7. Fail-Over#
Altibase provides a Fail-Over function to overcome failures and provide service regardless of failures while operating the database system. This chapter describes the functions and usage of Fail-Over supported by Altibase.
About Fail-Over#
Fail-Over means overcoming a failure during DBMS operation and allowing the service to continue as if no failure occurred.
Possible faults include the failure of the DBMS server itself, the failure of the network path to the equipment, or the failure of the DBMS due to a software error. Fail-Over allows users to connect to another DBMS server in the event of a failure, regardless of the type of failure, thereby allowing the application to continue the service without being aware of the failure.
One of the following two kids of Fail-Over is performed, depending on the time point at which the fault is discovered:
-
CTF (Connection Time Fail-Over)
-
STF (Service Time Fail-Over)
With CTF, it recognizes the fault at the connection time of the DBMS and retries connection to the DBMS of the other available node instead of the failed DBMS.
With STF, it detects the fault during DBMS service and restores the properties of the session by reconnection to the DBMS of another available node, so that the business logic of the user application can be continuously executed.
Because STF only performs the Fail-Over for DB connection, the failed transaction must be reprocessed by the user.
In order to obtain correct operation results in such Fail-Over, database consistency between the fault DBMS and the available DBMS should be ensured. Altibase provides a database replication method using Off-line replicators to ensure database consistency. Offline replication is a method of matching the database by reading the log of the active server from the stand-by server.
Due to the characteristic of the replication method, database consistency may be inconsistent, so it is recommended to check the consistency using the Fail-Over callback function. Fail-Over callbacks are described in detail in the next section.
Altibase's Fail-Over setting is done by registering the Fail-Over attribute in the application program. The integrity of the database can be checked before executing Fail-Over using the Fail-Over callback function.
The three kinds of Fail-Over-related tasks that must be executed by the client application are summarized as follows:
-
Fail-Over connection property registration
-
Fail-Over callback function registration
-
Process business logic based on callback results.
For more detailed information, please refer to the Replication Manual.
How to Use Fail-Over#
Setting the Fail-Over Connection Property#
If the Fail-Over connection property has been set, Altibase will detect it when a failure occurs and perform Fail-Over tasks as specified by the connection property.
These are two ways to show property values:
-
By viewing the connection property string used by the API's "Connect" function
-
By viewing the Altibase properties files:
altibase_cli.ini file or odbc.ini file (WinODBC)
For more details about how to set this property, please refer to the Replication Manual.
Checking Whethere Fail-Over has Succeeded.#
In the case of CTF (Connection Time Fail-Over), attempting to connect to the database makes it immediately obvious whether Fail-Over was successful.

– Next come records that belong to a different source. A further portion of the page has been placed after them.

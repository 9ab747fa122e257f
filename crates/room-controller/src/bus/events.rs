//! Typed bus payloads, one family per topic kind.

use std::ops::Range;

use common::types::{RecordingId, SignalId};

use super::topic::TopicKind;
use crate::protocol::{
    IceCandidate, MemberInfo, MessageInfo, RecordingAction, RecordingInfo, SessionDescription,
    UserInfo,
};
use crate::services::FinalizeReason;

/// Room topic payloads.
#[derive(Debug, Clone, PartialEq)]
pub enum RoomEvent {
    /// Full live membership after a join or leave.
    Users { members: Vec<MemberInfo> },
    /// Full recording list after a start or finalize.
    Recordings { recordings: Vec<RecordingInfo> },
    Connected { origin: SignalId },
    Disconnected { origin: SignalId },
    Recording {
        origin: SignalId,
        action: RecordingAction,
    },
    ScreenShare {
        origin: SignalId,
        stream_id: Option<String>,
    },
}

/// Signal topic payloads.
#[derive(Debug, Clone, PartialEq)]
pub enum PeerEvent {
    Signal {
        from: SignalId,
        desc: Option<SessionDescription>,
        candidate: Option<IceCandidate>,
    },
}

/// Group topic payloads.
#[derive(Debug, Clone, PartialEq)]
pub enum GroupEvent {
    Messages { messages: Vec<MessageInfo> },
    Users { users: Vec<UserInfo> },
}

/// Upload topic payloads.
#[derive(Debug, Clone, PartialEq)]
pub enum UploadEvent {
    ChunkAccepted {
        recording: RecordingId,
        index: u64,
        bytes: usize,
    },
    Finalized {
        recording: RecordingId,
        reason: FinalizeReason,
        applied_chunks: u64,
        applied_bytes: u64,
        missing: Option<Range<u64>>,
    },
}

/// Anything carried by the bus.
#[derive(Debug, Clone, PartialEq)]
pub enum BusEvent {
    Room(RoomEvent),
    Peer(PeerEvent),
    Group(GroupEvent),
    Upload(UploadEvent),
}

impl BusEvent {
    /// Name listeners register against with [`Subscription::on`](super::Subscription::on).
    #[must_use]
    pub const fn name(&self) -> &'static str {
        match self {
            BusEvent::Room(RoomEvent::Users { .. }) | BusEvent::Group(GroupEvent::Users { .. }) => {
                "users"
            }
            BusEvent::Room(RoomEvent::Recordings { .. }) => "recordings",
            BusEvent::Room(RoomEvent::Connected { .. }) => "connected",
            BusEvent::Room(RoomEvent::Disconnected { .. }) => "disconnected",
            BusEvent::Room(RoomEvent::Recording { .. }) => "recording",
            BusEvent::Room(RoomEvent::ScreenShare { .. }) => "screen_share",
            BusEvent::Peer(PeerEvent::Signal { .. }) => "signal",
            BusEvent::Group(GroupEvent::Messages { .. }) => "messages",
            BusEvent::Upload(UploadEvent::ChunkAccepted { .. }) => "chunk_accepted",
            BusEvent::Upload(UploadEvent::Finalized { .. }) => "finalized",
        }
    }

    /// Session that caused the event, when there is one. Used to suppress
    /// self-echo.
    #[must_use]
    pub fn origin(&self) -> Option<SignalId> {
        match self {
            BusEvent::Room(
                RoomEvent::Connected { origin }
                | RoomEvent::Disconnected { origin }
                | RoomEvent::Recording { origin, .. }
                | RoomEvent::ScreenShare { origin, .. },
            ) => Some(*origin),
            BusEvent::Peer(PeerEvent::Signal { from, .. }) => Some(*from),
            _ => None,
        }
    }

    #[must_use]
    pub const fn topic_kind(&self) -> TopicKind {
        match self {
            BusEvent::Room(_) => TopicKind::Room,
            BusEvent::Peer(_) => TopicKind::Signal,
            BusEvent::Group(_) => TopicKind::Group,
            BusEvent::Upload(_) => TopicKind::Upload,
        }
    }
}
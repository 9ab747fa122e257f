//! Mock identity service.
//!
//! Maps bearer tokens to users from a fixed table. Unknown tokens resolve to
//! guests, and the whole service can be switched to failing.

use std::collections::HashMap;
use std::sync::atomic::{AtomicBool, AtomicUsize, Ordering};
use std::sync::{Arc, Mutex};

use async_trait::async_trait;
use common::error::HuddleError;
use common::secret::ExposeSecret;
use common::types::UserId;
use room_controller::services::{Credentials, IdentityService};

/// Mock identity service for testing.
#[derive(Clone, Default)]
pub struct MockIdentity {
    tokens: Arc<Mutex<HashMap<String, UserId>>>,
    failing: Arc<AtomicBool>,
    calls: Arc<AtomicUsize>,
}

impl MockIdentity {
    #[must_use]
    pub fn new() -> Self {
        Self::default()
    }

    /// Register a token for `user`.
    #[must_use]
    pub fn with_token(self, token: &str, user: UserId) -> Self {
        self.register(token, user);
        self
    }

    pub fn register(&self, token: &str, user: UserId) {
        self.tokens.lock().unwrap().insert(token.to_string(), user);
    }

    /// Make every later authentication fail with an identity error.
    pub fn set_failing(&self, failing: bool) {
        self.failing.store(failing, Ordering::SeqCst);
    }

    pub fn calls(&self) -> usize {
        self.calls.load(Ordering::SeqCst)
    }
}

#[async_trait]
impl IdentityService for MockIdentity {
    async fn authenticate(&self, credentials: &Credentials) -> Result<Option<UserId>, HuddleError> {
        self.calls.fetch_add(1, Ordering::SeqCst);
        if self.failing.load(Ordering::SeqCst) {
            return Err(HuddleError::Identity("identity service unavailable".to_string()));
        }
        Ok(self
            .tokens
            .lock()
            .unwrap()
            .get(credentials.token.expose_secret())
            .copied())
    }
}
//! Client-side negotiation driver.
//!
//! [`PeerClient`] consumes the room channel's presence and signal notices
//! and keeps one [`Negotiator`] per remote peer. It is what a browser client
//! does with `connect_to`, `disconnect_from` and `signal`, and it lets the
//! server's relay be exercised end to end without a real media stack.

use std::collections::HashMap;

use common::types::SignalId;
use tokio::sync::mpsc;
use tracing::{debug, warn};

use crate::negotiation::{MediaNegotiator, NegotiationError, Negotiator, SignalOutcome};
use crate::protocol::{ClientEvent, RoomNotice, RoomRequest, ServerEvent, SessionDescription};

/// Creates the media stack for a new peer link.
pub trait MediaFactory: Send + Sync {
    type Media: MediaNegotiator;

    fn create(&self, remote: SignalId) -> Self::Media;
}

/// Drives negotiation for every peer of one client session.
pub struct PeerClient<F: MediaFactory> {
    factory: F,
    links: HashMap<SignalId, Negotiator<F::Media>>,
    outbound: mpsc::UnboundedSender<ClientEvent>,
}

impl<F: MediaFactory> PeerClient<F> {
    /// `outbound` receives the `signal` events to send to the server.
    #[must_use]
    pub fn new(factory: F, outbound: mpsc::UnboundedSender<ClientEvent>) -> Self {
        Self {
            factory,
            links: HashMap::new(),
            outbound,
        }
    }

    #[must_use]
    pub fn peers(&self) -> Vec<SignalId> {
        let mut peers: Vec<SignalId> = self.links.keys().copied().collect();
        peers.sort();
        peers
    }

    #[must_use]
    pub fn link(&self, remote: SignalId) -> Option<&Negotiator<F::Media>> {
        self.links.get(&remote)
    }

    /// Drop every link, as on leaving the room.
    pub fn clear(&mut self) {
        self.links.clear();
    }

    /// React to one server event. Events other than presence and signals
    /// are ignored.
    pub async fn handle_event(&mut self, event: ServerEvent) -> Result<(), NegotiationError> {
        match event {
            ServerEvent::Room(notice) => self.handle_notice(notice).await,
            ServerEvent::Group(_) => Ok(()),
        }
    }

    pub async fn handle_notice(&mut self, notice: RoomNotice) -> Result<(), NegotiationError> {
        match notice {
            RoomNotice::ConnectTo { id, polite } => {
                let media = self.factory.create(id);
                let mut negotiator = Negotiator::new(id, polite, media);
                // New links always have something to negotiate.
                let offer = negotiator.negotiation_needed().await?;
                self.links.insert(id, negotiator);
                self.send_signal(id, Some(offer));
                Ok(())
            }
            RoomNotice::DisconnectFrom { id } => {
                if self.links.remove(&id).is_some() {
                    debug!(target: "rc.negotiation", remote = %id, "Peer link closed");
                }
                Ok(())
            }
            RoomNotice::Signal {
                from,
                desc,
                candidate,
            } => {
                let Some(negotiator) = self.links.get_mut(&from) else {
                    warn!(target: "rc.negotiation", remote = %from, "Signal from unlinked peer");
                    return Ok(());
                };
                if let SignalOutcome::Answered(answer) =
                    negotiator.handle_signal(desc, candidate).await?
                {
                    self.send_signal(from, Some(answer));
                }
                Ok(())
            }
            _ => Ok(()),
        }
    }

    fn send_signal(&self, to: SignalId, desc: Option<SessionDescription>) {
        let event = ClientEvent::Room(RoomRequest::Signal {
            to: to.to_string(),
            desc,
            candidate: None,
        });
        if self.outbound.send(event).is_err() {
            debug!(target: "rc.negotiation", remote = %to, "Outbound closed, signal dropped");
        }
    }
}
#[cfg(test)]
#[allow(clippy::unwrap_used, clippy::expect_used)]
mod tests {
    use super::*;
    use crate::services::memory::{InMemoryStore, MemoryArchive, TokenIdentity};

    struct Fixture {
        controller: ControllerHandle,
        store: Arc<InMemoryStore>,
        identity: Arc<TokenIdentity>,
        metrics: Arc<ActorMetrics>,
    }

    fn controller(config: &Config) -> Fixture {
        let (bus, _bus_task) = EventBus::spawn(CancellationToken::new());
        let store = Arc::new(InMemoryStore::new());
        let identity = Arc::new(TokenIdentity::new());
        let services = Services {
            identity: Arc::clone(&identity) as Arc<dyn crate::services::IdentityService>,
            store: Arc::clone(&store) as Arc<dyn crate::services::Store>,
            archive: Arc::new(MemoryArchive::new()),
        };
        let metrics = ActorMetrics::new();
        let controller = ControllerHandle::spawn(config, bus, services, Arc::clone(&metrics));
        Fixture {
            controller,
            store,
            identity,
            metrics,
        }
    }

    fn member() -> MemberInfo {
        MemberInfo {
            id: SignalId::new(),
            user: None,
        }
    }

    #[tokio::test]
    async fn test_open_session_resolves_identity() {
        let fx = controller(&Config::default());
        let user = fx.store.insert_user(Some("ada"));
        fx.identity.register("token-ada", user);

        let (tx, _rx) = mpsc::unbounded_channel();
        let session = fx
            .controller
            .open_session(Some(Credentials::bearer("token-ada")), tx.clone())
            .await
            .unwrap();
        assert_eq!(session.user().map(|u| u.id), Some(user));
        assert_eq!(session.user().and_then(|u| u.name.clone()), Some("ada".to_string()));

        let guest = fx
            .controller
            .open_session(Some(Credentials::bearer("unknown")), tx)
            .await
            .unwrap();
        assert!(guest.user().is_none());
        assert_ne!(guest.signal_id(), session.signal_id());

        let status = fx.controller.get_status().await.unwrap();
        assert_eq!(status.session_count, 2);
        assert_eq!(fx.metrics.session_count(), 2);
    }

    #[tokio::test]
    async fn test_session_limit() {
        let config = Config {
            max_sessions: 1,
            ..Config::default()
        };
        let fx = controller(&config);
        let (tx, _rx) = mpsc::unbounded_channel();

        fx.controller.open_session(None, tx.clone()).await.unwrap();
        let err = fx.controller.open_session(None, tx).await.unwrap_err();
        assert!(matches!(err, RcError::CapacityExceeded(_)));
    }

    #[tokio::test]
    async fn test_room_limit() {
        let config = Config {
            max_rooms: 1,
            ..Config::default()
        };
        let fx = controller(&config);
        let first = fx.store.insert_room("first");
        let second = fx.store.insert_room("second");

        fx.controller
            .join_room(first, member(), CancellationToken::new())
            .await
            .unwrap();
        let err = fx
            .controller
            .join_room(second, member(), CancellationToken::new())
            .await
            .unwrap_err();
        assert!(matches!(err, RcError::CapacityExceeded(_)));
    }

    #[tokio::test]
    async fn test_join_reuses_live_room() {
        let fx = controller(&Config::default());
        let room_id = fx.store.insert_room("standup");

        let a = fx
            .controller
            .join_room(room_id, member(), CancellationToken::new())
            .await
            .unwrap();
        let b = fx
            .controller
            .join_room(room_id, member(), CancellationToken::new())
            .await
            .unwrap();
        assert_eq!(a.room_id(), b.room_id());

        let state = a.get_state().await.unwrap();
        assert_eq!(state.members.len(), 2);
        assert_eq!(fx.controller.get_status().await.unwrap().room_count, 1);
    }

    #[tokio::test]
    async fn test_empty_room_is_reaped() {
        let fx = controller(&Config::default());
        let room_id = fx.store.insert_room("standup");
        let m = member();

        let room = fx
            .controller
            .join_room(room_id, m.clone(), CancellationToken::new())
            .await
            .unwrap();
        room.leave(m.id).await.unwrap();

        // The idle notice is handled by the controller loop.
        for _ in 0..50 {
            if fx.controller.room(room_id).await.unwrap().is_none() {
                break;
            }
            tokio::time::sleep(Duration::from_millis(10)).await;
        }
        assert!(fx.controller.room(room_id).await.unwrap().is_none());
        assert_eq!(fx.metrics.room_count(), 0);
    }

    #[tokio::test]
    async fn test_shutdown_drains_and_rejects_new_work() {
        let fx = controller(&Config::default());
        let room_id = fx.store.insert_room("standup");
        let (tx, _rx) = mpsc::unbounded_channel();
        fx.controller.open_session(None, tx.clone()).await.unwrap();
        fx.controller
            .join_room(room_id, member(), CancellationToken::new())
            .await
            .unwrap();

        fx.controller
            .shutdown(Duration::from_secs(1))
            .await
            .unwrap();

        let status = fx.controller.get_status().await.unwrap();
        assert!(status.is_draining);
        assert_eq!(status.session_count, 0);
        assert_eq!(status.room_count, 0);

        let err = fx.controller.open_session(None, tx).await.unwrap_err();
        assert!(matches!(err, RcError::Draining));
        let err = fx
            .controller
            .join_room(room_id, member(), CancellationToken::new())
            .await
            .unwrap_err();
        assert!(matches!(err, RcError::Draining));
    }
}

In contrast, in the case of STF (Service Time Fail-Over), whether Fail-Over was successful is determined by checking for exceptions and errors.
For example, in the case of JDBC, when a SQLExeception is caught, the value of SQLStates.status is checked using the SQLException's getSQLState() method, and if this value is found to be ES_08FO01, then it is known that Fail-Over succeeded.
In the case of CLI and ODBC, if the result of a SQLPrepare, SQLExecute, or SQLFetch statement or the like is an error rather than SQL_SUCCESS, a statement handle is returned in response to SQLGetDiagRec, and if the result of the call to SQLGetDiagRec is ALTIBASE_FAILOVER_SUCCESS, then it is confirmed that STF (Service Time Fail-Over) succeeded.
When using embedded SQL, after executing an EXEC SQL statement, the value of the return code "sqlca.sqlcode" is checked, and if it is ALTIBASE_FAILOVER_SUCCESS (rather than SQL_SUCCESS), then it is confirmed that STF (Service Time Fail-Over) succeeded.
For more detailed information on these settings, please refer to the Replication Manual.
How to Write a Fail-Over Callback Function#
The way to write a Fail-Over function differs depending on the form of the client application, but the basic structure is usually the same and consists of the following:
- Defining Fail-Over related data structures
- Writing the body of Fail-Over Callback function that will be called when Fail-Over related events occur.
- Checking whether Fail-Over has succeeded.
At the step of defining Fail-Over-related data structures, the Fail-Over-related data structure is defined or the interface (header file) for it is included.
At the step of writing the body of Fail-Over Callback functions, necessary codes such as checking consistency are implemented. The codes will be executed in case the Fail-Over start event or finish event occurs.
At the step of checking whether Fail-Over has succeeded, it checks if Fail-Over is successfully completed and Fail-Over callback functions finish without any errors. If it is true, the application service can resume.
For more detailed information on how to write such functions in various client application environments, please refer to the Replication Manual.